The collaboration began when senior co-authors Liqun Luo, PhD., a professor at Stanford University and Howard Hughes Medical Investigator, and Dennis D.M. O'Leary, a professor in the Salk Molecular Neurobiology Laboratory, co-wrote a review on neurodegeneration. Of O'Leary, Luo says, "When they asked me to write this review I found that half these things were started by Dennis." O'Leary adds, "We had a great time writing the review and it hatched the idea to combine our ideas."
They combined data collected by Luo's lab in fruitflies with experiments done in mice by O'Leary and co-lead author Todd McLaughlin, a postdoctoral fellow in the O'Leary lab.
When cut, axons in mice or fruitflies degenerate quickly. However, in so called Wlds mice, a naturally occurring mutant strain discovered years ago, the process is slowed, because the mice make a mutant protein--known as Wlds --that inhibits degeneration.

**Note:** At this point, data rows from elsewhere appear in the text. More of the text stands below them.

//! Non-blocking audit capture.

pub mod recorder;

pub use recorder::{AuditEvent, AuditRecorder};
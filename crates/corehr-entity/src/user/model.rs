//! User entity model.

use chrono::{DateTime, Utc};
use serde::{Deserialize, Serialize};
use sqlx::FromRow;
use uuid::Uuid;

use super::role::UserRole;

/// A registered user account in the CoreHR system.
#[derive(Debug, Clone, Serialize, Deserialize, FromRow)]
pub struct User {
    /// Unique user identifier.
    pub id: Uuid,
    /// Display name.
    pub name: String,
    /// Unique email address used for login.
    pub email: String,
    /// Argon2 password hash.
    #[serde(skip_serializing)]
    pub password_hash: String,
    /// Access control role.
    pub role: UserRole,
    /// Whether the account may log in.
    pub is_active: bool,
    /// Whether two-factor authentication is required at login.
    pub two_factor_enabled: bool,
    /// TOTP secret (base32). Present once enrollment has begun.
    #[serde(skip_serializing)]
    pub two_factor_secret: Option<String>,
    /// Linked employee record, if any.
    pub employee_id: Option<Uuid>,
    /// Last successful login time.
    pub last_login_at: Option<DateTime<Utc>>,
    /// When the account was created.
    pub created_at: DateTime<Utc>,
    /// When the account was last updated.
    pub updated_at: DateTime<Utc>,
}

impl User {
    /// Whether the account can currently authenticate.
    pub fn can_login(&self) -> bool {
        self.is_active
    }
}

/// Data required to create a new user account.
#[derive(Debug, Clone, Serialize, Deserialize)]
pub struct NewUser {
    /// Display name.
    pub name: String,
    /// Email address.
    pub email: String,
    /// Pre-hashed password.
    pub password_hash: String,
    /// Assigned role.
    pub role: UserRole,
    /// Whether the account starts active.
    pub is_active: bool,
    /// Linked employee record, if any.
    pub employee_id: Option<Uuid>,
}

/// Partial update applied to an existing user account.
///
/// `None` fields are left unchanged.
#[derive(Debug, Clone, Default, Serialize, Deserialize)]
pub struct UserUpdate {
    /// New display name.
    pub name: Option<String>,
    /// New email address.
    pub email: Option<String>,
    /// New role.
    pub role: Option<UserRole>,
    /// New active flag.
    pub is_active: Option<bool>,
    /// New last-login timestamp.
    pub last_login_at: Option<DateTime<Utc>>,
}
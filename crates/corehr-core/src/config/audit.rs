//! Audit trail configuration.

use serde::{Deserialize, Serialize};

/// Audit recorder configuration.
#[derive(Debug, Clone, Serialize, Deserialize)]
pub struct AuditConfig {
    /// Capacity of the in-process audit queue. When the queue is full,
    /// new entries are dropped and a warning is logged.
    #[serde(default = "default_queue_capacity")]
    pub queue_capacity: usize,
}

impl Default for AuditConfig {
    fn default() -> Self {
        Self {
            queue_capacity: default_queue_capacity(),
        }
    }
}

fn default_queue_capacity() -> usize {
    1024
}
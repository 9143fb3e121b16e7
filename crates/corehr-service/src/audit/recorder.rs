//! Audit recorder with a bounded background persistence queue.
//!
//! Request handling never waits on audit persistence: entries are pushed
//! onto a bounded channel and written by a dedicated worker task. When
//! the queue is full the entry is dropped with a warning — bounded memory
//! beats blocking the caller. Store failures are logged and never
//! propagate into the request path.

use std::sync::Arc;

use serde_json::Value;
use tokio::sync::{mpsc, oneshot};
use tracing::{error, warn};
use uuid::Uuid;

use corehr_core::traits::AuditStore;
use corehr_entity::audit::{AuditAction, NewAuditLogEntry};

enum AuditMessage {
    Entry(NewAuditLogEntry),
    Flush(oneshot::Sender<()>),
}

/// An audit event captured at a call site, before the action kind is
/// fixed by one of the recorder's wrappers.
#[derive(Debug, Clone, Default)]
pub struct AuditEvent {
    /// The acting user, when authenticated.
    pub user_id: Option<Uuid>,
    /// The kind of resource acted upon.
    pub resource: String,
    /// The specific resource identifier, if known.
    pub resource_id: Option<String>,
    /// Resource state before the operation.
    pub old_values: Option<Value>,
    /// Resource state after the operation.
    pub new_values: Option<Value>,
    /// Request metadata: method, path, query, user agent.
    pub metadata: Option<Value>,
    /// IP address of the caller.
    pub ip_address: Option<String>,
    /// User-Agent header of the caller.
    pub user_agent: Option<String>,
}

impl AuditEvent {
    fn into_entry(self, action: AuditAction) -> NewAuditLogEntry {
        NewAuditLogEntry {
            user_id: self.user_id,
            action,
            resource: self.resource,
            resource_id: self.resource_id,
            old_values: self.old_values,
            new_values: self.new_values,
            metadata: self.metadata,
            ip_address: self.ip_address,
            user_agent: self.user_agent,
        }
    }
}

/// Fire-and-forget audit capture backed by a bounded queue and a single
/// worker task.
#[derive(Clone)]
pub struct AuditRecorder {
    tx: mpsc::Sender<AuditMessage>,
}

impl std::fmt::Debug for AuditRecorder {
    fn fmt(&self, f: &mut std::fmt::Formatter<'_>) -> std::fmt::Result {
        f.debug_struct("AuditRecorder").finish()
    }
}

impl AuditRecorder {
    /// Creates a recorder and spawns its persistence worker.
    ///
    /// Must be called from within a tokio runtime.
    pub fn new(store: Arc<dyn AuditStore>, queue_capacity: usize) -> Self {
        let (tx, mut rx) = mpsc::channel(queue_capacity.max(1));

        tokio::spawn(async move {
            while let Some(message) = rx.recv().await {
                match message {
                    AuditMessage::Entry(entry) => {
                        if let Err(e) = store.create(&entry).await {
                            error!(
                                error = %e,
                                action = %entry.action,
                                resource = %entry.resource,
                                "Failed to persist audit entry"
                            );
                        }
                    }
                    AuditMessage::Flush(ack) => {
                        let _ = ack.send(());
                    }
                }
            }
        });

        Self { tx }
    }

    /// Records an access (read) of a resource.
    pub fn record_access(&self, event: AuditEvent) {
        self.record(event.into_entry(AuditAction::Access));
    }

    /// Records creation of a resource.
    pub fn record_create(&self, event: AuditEvent) {
        self.record(event.into_entry(AuditAction::Create));
    }

    /// Records mutation of a resource.
    pub fn record_update(&self, event: AuditEvent) {
        self.record(event.into_entry(AuditAction::Update));
    }

    /// Records deletion of a resource.
    pub fn record_delete(&self, event: AuditEvent) {
        self.record(event.into_entry(AuditAction::Delete));
    }

    /// Enqueues a prepared entry without blocking.
    pub fn record(&self, entry: NewAuditLogEntry) {
        match self.tx.try_send(AuditMessage::Entry(entry)) {
            Ok(()) => {}
            Err(mpsc::error::TrySendError::Full(AuditMessage::Entry(entry))) => {
                warn!(
                    action = %entry.action,
                    resource = %entry.resource,
                    "Audit queue full; dropping entry"
                );
            }
            Err(mpsc::error::TrySendError::Closed(_)) => {
                error!("Audit worker has stopped; dropping entry");
            }
            Err(_) => {}
        }
    }

    /// Waits until every entry enqueued before this call has been handed
    /// to the store. Used on graceful shutdown and by tests.
    pub async fn flush(&self) {
        let (ack, done) = oneshot::channel();
        if self.tx.send(AuditMessage::Flush(ack)).await.is_ok() {
            let _ = done.await;
        }
    }
}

But the mutant Wlds protein doesn't hamper the wiring process in developing brains. In newborn Wlds mice, axons extending from nerve cells (called RGCs) in the retina to a brain center called the superior colliculus were still undergoing their normal pruning process, the Salk researchers observed,
These findings show that axon degeneration after injury or developmental pruning requires different activities. "Superficially they look the same," says O'Leary, "but our studies show that they are mechanistically different, at least at the initial stages."
Thinking this could be age-related, McLaughlin cut the same axons in newborn Wlds mice and found that degeneration was slowed. "When I saw RGC axons in the superior colliculus that appeared morphologically perfect five days after they had been completely separated from RGCs, I was thrilled," says McLaughlin.